(MATERIAL PROVIDED Opens)

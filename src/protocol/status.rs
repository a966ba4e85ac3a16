//! Device status words.
//!
//! The last two bytes of every response. The exchange engine only splits
//! them off; interpretation happens in the callers.

use std::fmt;

/// 16-bit status word returned by the device.
#[derive(Debug, Clone, Copy, PartialEq, Eq, Hash)]
pub struct StatusWord(pub u16);

impl StatusWord {
    pub const SUCCESS: StatusWord = StatusWord(0x9000);
    pub const SECURITY_NOT_SATISFIED: StatusWord = StatusWord(0x6982);
    pub const USER_REJECTED: StatusWord = StatusWord(0x6985);
    pub const INVALID_PARAM: StatusWord = StatusWord(0x6B01);

    #[inline]
    pub fn is_success(self) -> bool {
        self == Self::SUCCESS
    }

    /// `0x61xx` / `0x6Cxx`: more data available, not a failure.
    #[inline]
    pub fn is_more_data(self) -> bool {
        matches!(self.0 & 0xFF00, 0x6100 | 0x6C00)
    }

    /// Human-readable diagnosis, for logs only.
    pub fn cause(self) -> &'static str {
        match self.0 {
            0x9000 => "success",
            0x6982 => "security status not satisfied (is a custom CA still installed?)",
            0x6985 => "condition of use not satisfied (denied by the user?)",
            0x6A83 => "the application requires a library that is not installed",
            0x6A84 | 0x6A85 => "not enough space on the device",
            0x6484 => "wrong target id",
            0x6B01 => "invalid parameter",
            0x6D00 | 0x6E00 => "unexpected device state (is the right application open?)",
            _ if self.is_more_data() => "more data available",
            _ => "unknown reason (device disconnected?)",
        }
    }
}

impl From<u16> for StatusWord {
    fn from(code: u16) -> Self {
        StatusWord(code)
    }
}

impl fmt::Display for StatusWord {
    fn fmt(&self, f: &mut fmt::Formatter<'_>) -> fmt::Result {
        write!(f, "0x{:04X}", self.0)
    }
}
//! Bounds-checked cursor and SSH wire-format writers.
//!
//! SSH wire fields are a 4-byte big-endian length followed by that many
//! bytes:
//! ```text
//! ┌────────────┬──────────────┐
//! │ Length     │ Data         │
//! │ uint32 BE  │ Length bytes │
//! └────────────┴──────────────┘
//! ```
//!
//! [`Cursor`] is the only way the crate reads structured input: every read
//! either returns the requested bytes or an [`OutOfBounds`] error.

use bytes::{Buf, BufMut, Bytes, BytesMut};

use crate::error::{CodecError, DecodeError, FramingError};

/// A read ran past the end of the buffer.
#[derive(Debug, Clone, Copy, PartialEq, Eq)]
pub struct OutOfBounds {
    pub needed: usize,
    pub remaining: usize,
}

impl From<OutOfBounds> for FramingError {
    fn from(e: OutOfBounds) -> Self {
        FramingError::Truncated {
            needed: e.needed,
            remaining: e.remaining,
        }
    }
}

impl From<OutOfBounds> for DecodeError {
    fn from(e: OutOfBounds) -> Self {
        DecodeError::UnexpectedEof {
            needed: e.needed,
            remaining: e.remaining,
        }
    }
}

impl From<OutOfBounds> for CodecError {
    fn from(e: OutOfBounds) -> Self {
        CodecError::MalformedSignature {
            needed: e.needed,
            remaining: e.remaining,
        }
    }
}

/// Owned read cursor over a byte buffer.
///
/// Slices handed out are zero-copy views into the underlying `Bytes`.
#[derive(Debug, Clone)]
pub struct Cursor {
    buf: Bytes,
}

impl Cursor {
    /// Create a cursor positioned at the start of `buf`.
    pub fn new(buf: impl Into<Bytes>) -> Self {
        Self { buf: buf.into() }
    }

    /// Number of unread bytes.
    #[inline]
    pub fn remaining(&self) -> usize {
        self.buf.len()
    }

    /// True if everything has been consumed.
    #[inline]
    pub fn is_empty(&self) -> bool {
        self.buf.is_empty()
    }

    fn ensure(&self, needed: usize) -> Result<(), OutOfBounds> {
        if self.buf.len() < needed {
            return Err(OutOfBounds {
                needed,
                remaining: self.buf.len(),
            });
        }
        Ok(())
    }

    /// Skip `n` bytes.
    pub fn skip(&mut self, n: usize) -> Result<(), OutOfBounds> {
        self.ensure(n)?;
        self.buf.advance(n);
        Ok(())
    }

    /// Read one byte.
    pub fn read_u8(&mut self) -> Result<u8, OutOfBounds> {
        self.ensure(1)?;
        Ok(self.buf.get_u8())
    }

    /// Read a big-endian u16.
    pub fn read_u16(&mut self) -> Result<u16, OutOfBounds> {
        self.ensure(2)?;
        Ok(self.buf.get_u16())
    }

    /// Read a big-endian u32.
    pub fn read_u32(&mut self) -> Result<u32, OutOfBounds> {
        self.ensure(4)?;
        Ok(self.buf.get_u32())
    }

    /// Read exactly `n` bytes.
    pub fn read_bytes(&mut self, n: usize) -> Result<Bytes, OutOfBounds> {
        self.ensure(n)?;
        Ok(self.buf.split_to(n))
    }

    /// Read a length-prefixed SSH string.
    pub fn read_string(&mut self) -> Result<Bytes, OutOfBounds> {
        let len = self.read_u32()? as usize;
        self.read_bytes(len)
    }
}

/// Append a length-prefixed SSH string.
pub fn put_string(buf: &mut BytesMut, data: &[u8]) {
    buf.put_u32(data.len() as u32);
    buf.put_slice(data);
}

/// Prefix `body` with its own 4-byte big-endian length.
pub fn wrap_length(body: &[u8]) -> Bytes {
    let mut out = BytesMut::with_capacity(4 + body.len());
    put_string(&mut out, body);
    out.freeze()
}

#[cfg(test)]
mod tests {
    use super::*;

    #[test]
    fn test_read_fields_in_order() {
        let mut cursor = Cursor::new(vec![0x01, 0x02, 0x03, 0, 0, 0, 2, b'h', b'i']);
        assert_eq!(cursor.read_u8().unwrap(), 0x01);
        assert_eq!(cursor.read_u16().unwrap(), 0x0203);
        assert_eq!(&cursor.read_string().unwrap()[..], b"hi");
        assert!(cursor.is_empty());
    }

    #[test]
    fn test_read_past_end_reports_shortfall() {
        let mut cursor = Cursor::new(vec![0, 0, 0, 9, 1, 2]);
        let err = cursor.read_string().unwrap_err();
        assert_eq!(
            err,
            OutOfBounds {
                needed: 9,
                remaining: 2
            }
        );
    }

    #[test]
    fn test_failed_read_does_not_consume() {
        let mut cursor = Cursor::new(vec![1, 2]);
        assert!(cursor.read_u32().is_err());
        assert_eq!(cursor.remaining(), 2);
        assert_eq!(cursor.read_u16().unwrap(), 0x0102);
    }

    #[test]
    fn test_put_string_big_endian_length() {
        let mut buf = BytesMut::new();
        put_string(&mut buf, b"nistp256");
        assert_eq!(&buf[..4], &[0, 0, 0, 8]);
        assert_eq!(&buf[4..], b"nistp256");
    }

    #[test]
    fn test_wrap_length() {
        assert_eq!(&wrap_length(&[5])[..], &[0, 0, 0, 1, 5]);
        assert_eq!(&wrap_length(&[])[..], &[0, 0, 0, 0]);
    }
}
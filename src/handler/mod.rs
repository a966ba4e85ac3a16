//! Handler module - SSH agent request handling.
//!
//! Provides:
//! - [`AgentContext`] - the device and the known identities
//! - [`AgentHandler`] - answers identities and sign requests
//! - [`message`] - agent message decoding and reply encoding
//!
//! # Example
//!
//! ```
//! use ledger_ssh_agent::device::LedgerSsh;
//! use ledger_ssh_agent::exchange::Exchange;
//! use ledger_ssh_agent::handler::{AgentContext, AgentHandler};
//! use ledger_ssh_agent::transport::SimulatedTransport;
//!
//! let device = LedgerSsh::new(Exchange::new(SimulatedTransport::new()));
//! let mut handler = AgentHandler::new(AgentContext::new(device, Vec::new()));
//!
//! let reply = handler.handle(&[0, 0, 0, 1, 11]).unwrap();
//! assert_eq!(&reply[..], &[0, 0, 0, 5, 12, 0, 0, 0, 0]);
//! ```

mod context;
mod dispatch;
pub mod message;

pub use context::AgentContext;
pub use dispatch::AgentHandler;
pub use message::{Request, SignRequest, MAX_MESSAGE_SIZE};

(MATERIAL PROVIDED Closes)

• **PROMPT**
Reading through the preceding records, tally each line that holds the word "filename" and give the tally by itself.

• **EXERCISE SOLUTION**
2